Dom był ogromny i ojciec zatrudniał dużo służby, a nawet miał kilkunastu niewolników, którzy mieli o niego dbać, ale też o ogród i jezioro. Była pełnia lata, więc Celina siedziała na tarasie przylegającym do jej pokoju i jadła śniadanie w skąpanym słońcem poranku. Obok niej siedziały dwie przyjaciółki, które korzystały z wakacji i odpoczywały u niej po wyczerpującym pierwszym roku studiów. Razem z Celiną studiowały filologię wszystkich polis. Bo mimo, że mówiono jednym językiem, każde z nich miało swoje wewnętrzne dialekty i właśnie one najbardziej interesowały dziewczyny.
- Co dzisiaj robimy? – spytała Celina przyjaciółek.
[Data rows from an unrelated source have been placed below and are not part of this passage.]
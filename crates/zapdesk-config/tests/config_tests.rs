// SPDX-FileCopyrightText: 2026 Zapdesk Contributors
// SPDX-License-Identifier: MIT OR Apache-2.0

//! Integration tests for the zapdesk configuration system.

use zapdesk_config::diagnostic::{suggest_key, ConfigError};
use zapdesk_config::model::ZapdeskConfig;
use zapdesk_config::{load_and_validate_str, load_config_from_str};

/// Valid TOML with all known sections deserializes successfully.
#[test]
fn valid_toml_deserializes_into_zapdesk_config() {
    let toml = r#"
[server]
host = "0.0.0.0"
port = 9090
public_url = "https://crm.example.com"
bearer_token = "mgmt-token"
log_level = "debug"

[storage]
database_path = "/tmp/test.db"
wal_mode = false

[media]
root_dir = "/tmp/media"
public_base_url = "https://crm.example.com/media"
download_timeout_secs = 5
max_bytes = 1048576

[automation]
flow_service_url = "https://flows.example.com/execute"
flow_service_token = "flow-token"
bot_active_on_new_conversations = false

[evolution]
api_url = "http://evo:8080"
api_key = "evo-key"

[wppconnect]
api_url = "http://wpp:21465"
secret_key = "THISISMYSECURETOKEN"

[meta]
verify_token = "vt"
app_secret = "shh"

[management]
qr_retry_attempts = 5
qr_retry_delay_ms = 250
"#;

    let config = load_config_from_str(toml).expect("valid TOML should deserialize");
    assert_eq!(config.server.host, "0.0.0.0");
    assert_eq!(config.server.port, 9090);
    assert_eq!(config.server.bearer_token.as_deref(), Some("mgmt-token"));
    assert_eq!(config.storage.database_path, "/tmp/test.db");
    assert!(!config.storage.wal_mode);
    assert_eq!(config.media.max_bytes, 1_048_576);
    assert!(!config.automation.bot_active_on_new_conversations);
    assert_eq!(config.evolution.api_key.as_deref(), Some("evo-key"));
    assert_eq!(config.wppconnect.secret_key.as_deref(), Some("THISISMYSECURETOKEN"));
    assert_eq!(config.meta.verify_token.as_deref(), Some("vt"));
    assert_eq!(config.meta.graph_api_version, "v21.0");
    assert_eq!(config.management.qr_retry_attempts, 5);
    assert!(config.baileys.api_url.is_none());
}

/// Unknown field in a gateway section produces an error naming the key.
#[test]
fn unknown_field_in_evolution_produces_error() {
    let toml = r#"
[evolution]
api_ky = "abc"
"#;

    let err = load_config_from_str(toml).expect_err("should reject unknown field");
    let err_str = format!("{err}");
    assert!(
        err_str.contains("unknown field") || err_str.contains("api_ky"),
        "error should mention unknown field or the bad key, got: {err_str}"
    );
}

/// Missing optional sections fall back to defaults.
#[test]
fn missing_optional_sections_use_defaults() {
    let config = load_config_from_str("").expect("empty config should load");
    assert_eq!(config.server.port, 8080);
    assert_eq!(config.server.log_level, "info");
    assert!(config.storage.wal_mode);
    assert_eq!(config.management.qr_retry_attempts, 3);
    assert_eq!(config.management.qr_retry_delay_ms, 1000);
    assert!(config.automation.flow_service_url.is_none());
    assert!(config.prometheus.enabled);
}

/// `ZAPDESK_META_APP_SECRET` maps to `meta.app_secret`, not `meta.app.secret`.
#[test]
fn dotted_override_sets_underscore_field() {
    use figment::{providers::Serialized, Figment};

    let config: ZapdeskConfig = Figment::new()
        .merge(Serialized::defaults(ZapdeskConfig::default()))
        .merge(("meta.app_secret", "from-env"))
        .extract()
        .expect("should set app_secret via dot notation");

    assert_eq!(config.meta.app_secret.as_deref(), Some("from-env"));
}

/// Later layers override earlier TOML values.
#[test]
fn override_layer_wins_over_toml() {
    use figment::{
        providers::{Format, Serialized, Toml},
        Figment,
    };

    let toml_content = r#"
[evolution]
api_url = "http://from-toml"
"#;

    let config: ZapdeskConfig = Figment::new()
        .merge(Serialized::defaults(ZapdeskConfig::default()))
        .merge(Toml::string(toml_content))
        .merge(("evolution.api_url", "http://from-env"))
        .extract()
        .expect("should merge override");

    assert_eq!(config.evolution.api_url.as_deref(), Some("http://from-env"));
}

/// Unknown top-level section is rejected.
#[test]
fn deny_unknown_fields_at_top_level() {
    let toml = r#"
[telegram]
bot_token = "abc"
"#;
    assert!(load_config_from_str(toml).is_err());
}

#[test]
fn diagnostic_suggests_secret_key() {
    let valid = &["api_url", "secret_key"];
    assert_eq!(suggest_key("secret_kye", valid), Some("secret_key".to_string()));
}

/// load_and_validate_str converts figment errors into UnknownKey diagnostics.
#[test]
fn diagnostic_error_includes_unknown_key_and_suggestion() {
    let toml = r#"
[storage]
wal_mod = true
"#;

    let errors = load_and_validate_str(toml).expect_err("should fail");
    let unknown = errors.iter().find_map(|e| match e {
        ConfigError::UnknownKey {
            key,
            suggestion,
            valid_keys,
            ..
        } => Some((key.clone(), suggestion.clone(), valid_keys.clone())),
        _ => None,
    });
    let (key, suggestion, valid_keys) = unknown.expect("should produce UnknownKey");
    assert_eq!(key, "wal_mod");
    assert_eq!(suggestion.as_deref(), Some("wal_mode"));
    assert!(valid_keys.contains("database_path"));
}

#[test]
fn gateway_credential_in_wrong_section_is_explained() {
    let toml = r#"
[evolution]
api_url = "http://evolution:8080"
secret_key = "abc"
"#;

    let errors = load_and_validate_str(toml).expect_err("should fail");
    let error = errors
        .iter()
        .find(|e| matches!(e, ConfigError::UnknownKey { .. }))
        .expect("should produce UnknownKey");
    let ConfigError::UnknownKey { section, hint, span, .. } = error else {
        unreachable!()
    };
    assert_eq!(section, "evolution");
    let hint = hint.as_deref().expect("hint");
    assert!(hint.contains("`api_key`"), "got: {hint}");
    assert!(hint.contains("[wppconnect]"), "got: {hint}");

    let span = span.expect("span into inline source");
    assert_eq!(&toml[span.offset()..span.offset() + span.len()], "secret_key");

    use miette::Diagnostic;
    let help = error.help().expect("help").to_string();
    assert!(help.contains("[evolution] authenticates with `api_key`"), "got: {help}");
    assert!(error.to_string().contains("evolution.secret_key"));
}

#[test]
fn diagnostic_invalid_type_message() {
    let toml = r#"
[server]
port = "not_a_number"
"#;

    let err = load_config_from_str(toml).expect_err("should reject invalid type");
    let err_str = format!("{err}");
    assert!(
        err_str.contains("invalid type") || err_str.contains("port"),
        "error should mention type mismatch, got: {err_str}"
    );
}

/// ConfigError implements miette::Diagnostic and renders.
#[test]
fn config_error_renders_with_miette() {
    use miette::{Diagnostic, GraphicalReportHandler};

    let error = ConfigError::UnknownKey {
        key: "verify_tokn".to_string(),
        section: "meta".to_string(),
        suggestion: Some("verify_token".to_string()),
        hint: None,
        valid_keys: "verify_token, app_secret".to_string(),
        span: None,
        src: None,
    };

    assert!(error.code().is_some());
    let help = error.help().expect("should have help text").to_string();
    assert!(help.contains("did you mean `verify_token`"), "got: {help}");

    let handler = GraphicalReportHandler::new();
    let mut buf = String::new();
    handler
        .render_report(&mut buf, &error)
        .expect("should render without error");
    assert!(buf.contains("verify_tokn"));
}

#[test]
fn load_and_validate_valid_toml() {
    let toml = r#"
[waha]
api_url = "http://waha:3000"
api_key = "k"
"#;
    let config = load_and_validate_str(toml).expect("valid TOML should validate");
    assert_eq!(config.waha.api_url.as_deref(), Some("http://waha:3000"));
}

#[test]
fn validation_catches_bad_gateway_url() {
    let toml = r#"
[baileys]
api_url = "baileys:3000"
"#;

    let errors = load_and_validate_str(toml).expect_err("bad url should fail");
    assert!(errors.iter().any(|e| {
        matches!(e, ConfigError::Validation { message } if message.contains("baileys.api_url"))
    }));
}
Jedna miała na imię Anka a druga Kaśka i były jej ciotecznymi siostrami od strony ojca w pierwszym pokoleniu. A dokładnie, były córkami siostry rodzonej Olafa. Od strony matki nie było uprzywilejowanych osób. Celina i Anka miały dwadzieścia lat, a Kaśka dziewiętnaście. Ale obie rodziny stwierdziły, że fajnie by było gdyby wszystkie uczyły się jednocześnie i tak Kaśce skrócono o rok dzieciństwo posyłając wcześniej do szkoły.
- Nie wiem – odparła Anka i ziewnęła – ja to bym poszła jeszcze spać.
- Zwariowałaś? Jest taki piękny dzień. Może popłyniemy łódką na wyspę i tam się poopalamy bez kostiumów – zaproponowała Kaśka.
- Łał, szałowo – zaśmiała się Anka.
- Weźmy od razu coś do jedzenia – podchwyciła pomysł Celina – to zostaniemy tam do wieczora.
- Ja tam nie chcę się cały dzień opalać – protestowała słabo Anka.
- Wymyślimy sobie jakąś zabawę. Poza tym na wyspie jest altana chroniąca przed słońcem, kilka drzewek i grill.
- A może tam zanocujmy? – proponowała Kaśka.
- Nie – zaprotestowała Celina i Anka – nie będziemy spać z komarami.
- Zrobiłyście się stare – narzekała Kaśka – w zeszłym roku nocowałyśmy.
- Ale nie same tylko z większą grupą osób – przypomniała Anka.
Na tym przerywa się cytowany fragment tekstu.